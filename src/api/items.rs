use axum::{
    body::Bytes,
    extract::{Query, State},
    http::StatusCode,
    routing::{delete, get, patch, post},
    Json, Router,
};
use serde::{Deserialize, Serialize};
use std::sync::Arc;

use super::{body_id, method_fallback, read_json, writable_fields, ApiError, ApiResult};
use crate::models::{now_millis, CatalogItem};
use crate::store::{Direction, ItemQuery, SortField};
use crate::AppState;

pub fn routes() -> Router<Arc<AppState>> {
    Router::new()
        .route("/listItems", get(list_items).fallback(method_fallback))
        .route("/getItem", get(get_item).fallback(method_fallback))
        .route("/createItem", post(create_item).fallback(method_fallback))
        .route(
            "/updateItem",
            patch(update_item)
                .post(update_item)
                .fallback(method_fallback),
        )
        .route(
            "/deleteItem",
            delete(delete_by_query)
                .post(delete_by_body)
                .fallback(method_fallback),
        )
        .route("/markWatched", post(mark_watched).fallback(method_fallback))
}

#[derive(Debug, Deserialize)]
#[serde(rename_all = "camelCase")]
pub struct ListItemsQuery {
    pub limit: Option<String>,
    pub genre: Option<String>,
    pub sort: Option<String>,
    pub dir: Option<String>,
    pub start_after: Option<String>,
}

#[derive(Debug, Deserialize)]
pub struct IdQuery {
    pub id: Option<String>,
}

#[derive(Debug, Serialize)]
pub struct DeleteResponse {
    pub ok: bool,
    pub id: String,
}

fn non_empty(value: Option<&String>) -> Option<&str> {
    value.map(|v| v.trim()).filter(|v| !v.is_empty())
}

impl ListItemsQuery {
    /// Translate query parameters into a store query. Without `sort` the
    /// listing is newest release first; an explicit sort defaults to ascending.
    fn to_item_query(&self) -> ApiResult<ItemQuery> {
        let (field, default_dir) = match non_empty(self.sort.as_ref()) {
            Some(sort) => {
                let field = SortField::parse(sort)
                    .ok_or_else(|| ApiError::bad_request(format!("Invalid sort field: {}", sort)))?;
                (field, Direction::Asc)
            }
            None => (SortField::Year, Direction::Desc),
        };

        let direction = match non_empty(self.dir.as_ref()) {
            Some(dir) => Direction::parse(dir)
                .ok_or_else(|| ApiError::bad_request(format!("Invalid sort direction: {}", dir)))?,
            None => default_dir,
        };

        // Unparseable or non-positive limits mean "no limit"
        let limit = non_empty(self.limit.as_ref())
            .and_then(|l| l.parse::<i64>().ok())
            .filter(|l| *l > 0)
            .map(|l| l as usize);

        Ok(ItemQuery {
            genre: non_empty(self.genre.as_ref()).map(str::to_string),
            title_eq: None,
            order_by: Some((field, direction)),
            limit,
            start_after: non_empty(self.start_after.as_ref()).map(str::to_string),
        })
    }
}

/// GET /listItems
async fn list_items(
    State(state): State<Arc<AppState>>,
    Query(params): Query<ListItemsQuery>,
) -> ApiResult<Json<Vec<CatalogItem>>> {
    let query = params.to_item_query()?;

    let items = state
        .store
        .list(&query)
        .await
        .map_err(|e| ApiError::store("listItems", e))?;

    Ok(Json(items))
}

/// GET /getItem?id=
async fn get_item(
    State(state): State<Arc<AppState>>,
    Query(params): Query<IdQuery>,
) -> ApiResult<Json<CatalogItem>> {
    let id = non_empty(params.id.as_ref()).ok_or_else(|| ApiError::bad_request("Missing id"))?;

    state
        .store
        .get(id)
        .await
        .map_err(|e| ApiError::store("getItem", e))?
        .map(Json)
        .ok_or(ApiError::NotFound)
}

/// POST /createItem
async fn create_item(
    State(state): State<Arc<AppState>>,
    body: Bytes,
) -> ApiResult<(StatusCode, Json<CatalogItem>)> {
    let body = read_json(&body);
    let mut fields = writable_fields(&body)?;

    let title = fields
        .trimmed_title()
        .ok_or_else(|| ApiError::bad_request("title is required"))?;
    fields.title = Some(title);

    let item = state
        .store
        .create(&fields, now_millis())
        .await
        .map_err(|e| ApiError::store("createItem", e))?;

    tracing::info!("Created item {} ({})", item.id, item.display_title());
    Ok((StatusCode::CREATED, Json(item)))
}

/// PATCH|POST /updateItem
async fn update_item(
    State(state): State<Arc<AppState>>,
    body: Bytes,
) -> ApiResult<Json<CatalogItem>> {
    let body = read_json(&body);
    let id = body_id(&body).ok_or_else(|| ApiError::bad_request("id is required"))?;
    let mut patch = writable_fields(&body)?;

    if patch.title.is_some() {
        let title = patch
            .trimmed_title()
            .ok_or_else(|| ApiError::bad_request("title must not be empty"))?;
        patch.title = Some(title);
    }

    state
        .store
        .update(&id, &patch, now_millis())
        .await
        .map_err(|e| ApiError::store("updateItem", e))?
        .map(Json)
        .ok_or(ApiError::NotFound)
}

/// DELETE /deleteItem?id=
async fn delete_by_query(
    State(state): State<Arc<AppState>>,
    Query(params): Query<IdQuery>,
) -> ApiResult<Json<DeleteResponse>> {
    let id = non_empty(params.id.as_ref()).ok_or_else(|| ApiError::bad_request("id is required"))?;
    delete_item(&state, id).await
}

/// POST /deleteItem {id}
async fn delete_by_body(
    State(state): State<Arc<AppState>>,
    body: Bytes,
) -> ApiResult<Json<DeleteResponse>> {
    let id = body_id(&read_json(&body)).ok_or_else(|| ApiError::bad_request("id is required"))?;
    delete_item(&state, &id).await
}

async fn delete_item(state: &AppState, id: &str) -> ApiResult<Json<DeleteResponse>> {
    let removed = state
        .store
        .delete(id)
        .await
        .map_err(|e| ApiError::store("deleteItem", e))?;

    if !removed {
        return Err(ApiError::NotFound);
    }

    tracing::info!("Deleted item {}", id);
    Ok(Json(DeleteResponse {
        ok: true,
        id: id.to_string(),
    }))
}

/// POST /markWatched {id}
async fn mark_watched(
    State(state): State<Arc<AppState>>,
    body: Bytes,
) -> ApiResult<Json<CatalogItem>> {
    let id = body_id(&read_json(&body)).ok_or_else(|| ApiError::bad_request("id is required"))?;

    state
        .store
        .mark_watched(&id, now_millis())
        .await
        .map_err(|e| ApiError::store("markWatched", e))?
        .map(Json)
        .ok_or(ApiError::NotFound)
}

#[cfg(test)]
mod tests {
    use crate::test_support::{memory_store, request, state_with};
    use axum::http::StatusCode;
    use axum::Router;
    use serde_json::{json, Value};

    async fn app() -> Router {
        crate::app(state_with(memory_store().await))
    }

    async fn create(app: &Router, body: Value) -> Value {
        let (status, created) = request(app, "POST", "/createItem", Some(body)).await;
        assert_eq!(status, StatusCode::CREATED);
        created
    }

    #[tokio::test]
    async fn test_create_trims_title_and_drops_unknown_fields() {
        let app = app().await;
        let created = create(
            &app,
            json!({
                "title": "  Heat  ",
                "year": 1995,
                "genre": ["Crime"],
                "rating": 10,
                "createdAt": 1
            }),
        )
        .await;

        assert_eq!(created["title"], "Heat");
        assert_eq!(created["genre"], json!(["Crime"]));
        assert!(created.get("rating").is_none());
        assert_ne!(created["createdAt"], 1);
        assert_eq!(created["createdAt"], created["updatedAt"]);

        let id = created["id"].as_str().unwrap();
        let (status, fetched) = request(&app, "GET", &format!("/getItem?id={}", id), None).await;
        assert_eq!(status, StatusCode::OK);
        assert_eq!(fetched, created);
    }

    #[tokio::test]
    async fn test_single_genre_string_is_wrapped() {
        let app = app().await;
        let created = create(&app, json!({"title": "Heat", "genre": "Crime"})).await;
        assert_eq!(created["genre"], json!(["Crime"]));

        let id = created["id"].as_str().unwrap();
        let (status, updated) = request(
            &app,
            "PATCH",
            "/updateItem",
            Some(json!({"id": id, "genre": "Thriller"})),
        )
        .await;
        assert_eq!(status, StatusCode::OK);
        assert_eq!(updated["genre"], json!(["Thriller"]));
    }

    #[tokio::test]
    async fn test_create_requires_title() {
        let app = app().await;
        for body in [json!({"title": "   "}), json!({"year": 2000}), json!({"title": 5})] {
            let (status, _) = request(&app, "POST", "/createItem", Some(body)).await;
            assert_eq!(status, StatusCode::BAD_REQUEST);
        }

        let (status, body) = request(&app, "POST", "/createItem", None).await;
        assert_eq!(status, StatusCode::BAD_REQUEST);
        assert_eq!(body, json!({"error": "title is required"}));
    }

    #[tokio::test]
    async fn test_update_touches_only_given_fields() {
        let app = app().await;
        let created = create(
            &app,
            json!({"title": "Alien", "year": 1979, "description": "Space"}),
        )
        .await;
        let id = created["id"].as_str().unwrap();

        let (status, updated) = request(
            &app,
            "PATCH",
            "/updateItem",
            Some(json!({"id": id, "description": "In space", "createdAt": 5})),
        )
        .await;
        assert_eq!(status, StatusCode::OK);
        assert_eq!(updated["title"], "Alien");
        assert_eq!(updated["year"], 1979);
        assert_eq!(updated["description"], "In space");
        assert_eq!(updated["createdAt"], created["createdAt"]);

        let (status, _) = request(
            &app,
            "POST",
            "/updateItem",
            Some(json!({"id": id, "title": ""})),
        )
        .await;
        assert_eq!(status, StatusCode::BAD_REQUEST);
    }

    #[tokio::test]
    async fn test_update_errors() {
        let app = app().await;
        let (status, body) =
            request(&app, "PATCH", "/updateItem", Some(json!({"title": "X"}))).await;
        assert_eq!(status, StatusCode::BAD_REQUEST);
        assert_eq!(body["error"], "id is required");

        let (status, body) = request(
            &app,
            "PATCH",
            "/updateItem",
            Some(json!({"id": "missing", "title": "X"})),
        )
        .await;
        assert_eq!(status, StatusCode::NOT_FOUND);
        assert_eq!(body["error"], "Not found");
    }

    #[tokio::test]
    async fn test_delete_by_query_and_body() {
        let app = app().await;
        let first = create(&app, json!({"title": "One"})).await;
        let second = create(&app, json!({"title": "Two"})).await;

        let uri = format!("/deleteItem?id={}", first["id"].as_str().unwrap());
        let (status, body) = request(&app, "DELETE", &uri, None).await;
        assert_eq!(status, StatusCode::OK);
        assert_eq!(body, json!({"ok": true, "id": first["id"]}));

        let (status, _) = request(
            &app,
            "POST",
            "/deleteItem",
            Some(json!({"id": second["id"]})),
        )
        .await;
        assert_eq!(status, StatusCode::OK);

        let (status, _) = request(&app, "DELETE", &uri, None).await;
        assert_eq!(status, StatusCode::NOT_FOUND);

        let (status, _) = request(&app, "DELETE", "/deleteItem", None).await;
        assert_eq!(status, StatusCode::BAD_REQUEST);
    }

    #[tokio::test]
    async fn test_list_items_orders_and_paginates() {
        let app = app().await;
        for (title, year) in [("B", 1990), ("A", 2000), ("C", 1980)] {
            create(&app, json!({"title": title, "year": year})).await;
        }

        let (status, items) = request(&app, "GET", "/listItems", None).await;
        assert_eq!(status, StatusCode::OK);
        let years: Vec<i64> = items
            .as_array()
            .unwrap()
            .iter()
            .map(|i| i["year"].as_i64().unwrap())
            .collect();
        assert_eq!(years, vec![2000, 1990, 1980]);

        let (_, page) = request(&app, "GET", "/listItems?sort=title&limit=2", None).await;
        let page = page.as_array().unwrap().clone();
        assert_eq!(page.len(), 2);
        assert_eq!(page[0]["title"], "A");

        let uri = format!(
            "/listItems?sort=title&limit=2&startAfter={}",
            page[1]["id"].as_str().unwrap()
        );
        let (_, rest) = request(&app, "GET", &uri, None).await;
        assert_eq!(rest.as_array().unwrap().len(), 1);
        assert_eq!(rest[0]["title"], "C");

        let (_, unlimited) = request(&app, "GET", "/listItems?limit=abc", None).await;
        assert_eq!(unlimited.as_array().unwrap().len(), 3);
    }

    #[tokio::test]
    async fn test_list_items_rejects_bad_parameters() {
        let app = app().await;
        let (status, _) = request(&app, "GET", "/listItems?sort=rating", None).await;
        assert_eq!(status, StatusCode::BAD_REQUEST);
        let (status, _) = request(&app, "GET", "/listItems?dir=sideways", None).await;
        assert_eq!(status, StatusCode::BAD_REQUEST);
        let (status, _) = request(&app, "GET", "/listItems?startAfter=ghost", None).await;
        assert_eq!(status, StatusCode::BAD_REQUEST);
    }

    #[tokio::test]
    async fn test_list_items_filters_by_genre() {
        let app = app().await;
        create(&app, json!({"title": "Heat", "year": 1995, "genre": ["Crime"]})).await;
        create(&app, json!({"title": "Up", "year": 2009, "genre": ["Animation"]})).await;

        let (_, items) = request(&app, "GET", "/listItems?genre=Crime", None).await;
        let items = items.as_array().unwrap();
        assert_eq!(items.len(), 1);
        assert_eq!(items[0]["title"], "Heat");
    }

    #[tokio::test]
    async fn test_get_item_errors() {
        let app = app().await;
        let (status, body) = request(&app, "GET", "/getItem", None).await;
        assert_eq!(status, StatusCode::BAD_REQUEST);
        assert_eq!(body["error"], "Missing id");

        let (status, _) = request(&app, "GET", "/getItem?id=nope", None).await;
        assert_eq!(status, StatusCode::NOT_FOUND);
    }

    #[tokio::test]
    async fn test_mark_watched() {
        let app = app().await;
        let created = create(&app, json!({"title": "Up"})).await;

        let (status, watched) = request(
            &app,
            "POST",
            "/markWatched",
            Some(json!({"id": created["id"]})),
        )
        .await;
        assert_eq!(status, StatusCode::OK);
        assert!(watched["lastWatchedAt"].as_i64().is_some());
        assert_eq!(watched["lastWatchedAt"], watched["updatedAt"]);

        let (status, _) =
            request(&app, "POST", "/markWatched", Some(json!({"id": "nope"}))).await;
        assert_eq!(status, StatusCode::NOT_FOUND);
    }

    #[tokio::test]
    async fn test_method_handling() {
        let app = app().await;
        let (status, body) = request(&app, "POST", "/listItems", None).await;
        assert_eq!(status, StatusCode::METHOD_NOT_ALLOWED);
        assert_eq!(body, json!({"error": "Method not allowed"}));

        let (status, _) = request(&app, "GET", "/deleteItem?id=x", None).await;
        assert_eq!(status, StatusCode::METHOD_NOT_ALLOWED);

        let (status, _) = request(&app, "OPTIONS", "/createItem", None).await;
        assert_eq!(status, StatusCode::NO_CONTENT);
    }
}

▶ **WHAT NEEDS TO BE DONE**:
Once you reach the line containing "Translate query parameters", include it and stop; until then, reproduce each line of the listing from its start exactly.

▶ **ANSWER BELOW**:
filename src/api/items.rs
use axum::{
    body::Bytes,
    extract::{Query, State},
    http::StatusCode,
    routing::{delete, get, patch, post},
    Json, Router,
};
use serde::{Deserialize, Serialize};
use std::sync::Arc;

use super::{body_id, method_fallback, read_json, writable_fields, ApiError, ApiResult};
use crate::models::{now_millis, CatalogItem};
use crate::store::{Direction, ItemQuery, SortField};
use crate::AppState;

pub fn routes() -> Router<Arc<AppState>> {
    Router::new()
        .route("/listItems", get(list_items).fallback(method_fallback))
        .route("/getItem", get(get_item).fallback(method_fallback))
        .route("/createItem", post(create_item).fallback(method_fallback))
        .route(
            "/updateItem",
            patch(update_item)
                .post(update_item)
                .fallback(method_fallback),
        )
        .route(
            "/deleteItem",
            delete(delete_by_query)
                .post(delete_by_body)
                .fallback(method_fallback),
        )
        .route("/markWatched", post(mark_watched).fallback(method_fallback))
}

#[derive(Debug, Deserialize)]
#[serde(rename_all = "camelCase")]
pub struct ListItemsQuery {
    pub limit: Option<String>,
    pub genre: Option<String>,
    pub sort: Option<String>,
    pub dir: Option<String>,
    pub start_after: Option<String>,
}

#[derive(Debug, Deserialize)]
pub struct IdQuery {
    pub id: Option<String>,
}

#[derive(Debug, Serialize)]
pub struct DeleteResponse {
    pub ok: bool,
    pub id: String,
}

fn non_empty(value: Option<&String>) -> Option<&str> {
    value.map(|v| v.trim()).filter(|v| !v.is_empty())
}

impl ListItemsQuery {
    /// Translate query parameters into a store query. Without `sort` the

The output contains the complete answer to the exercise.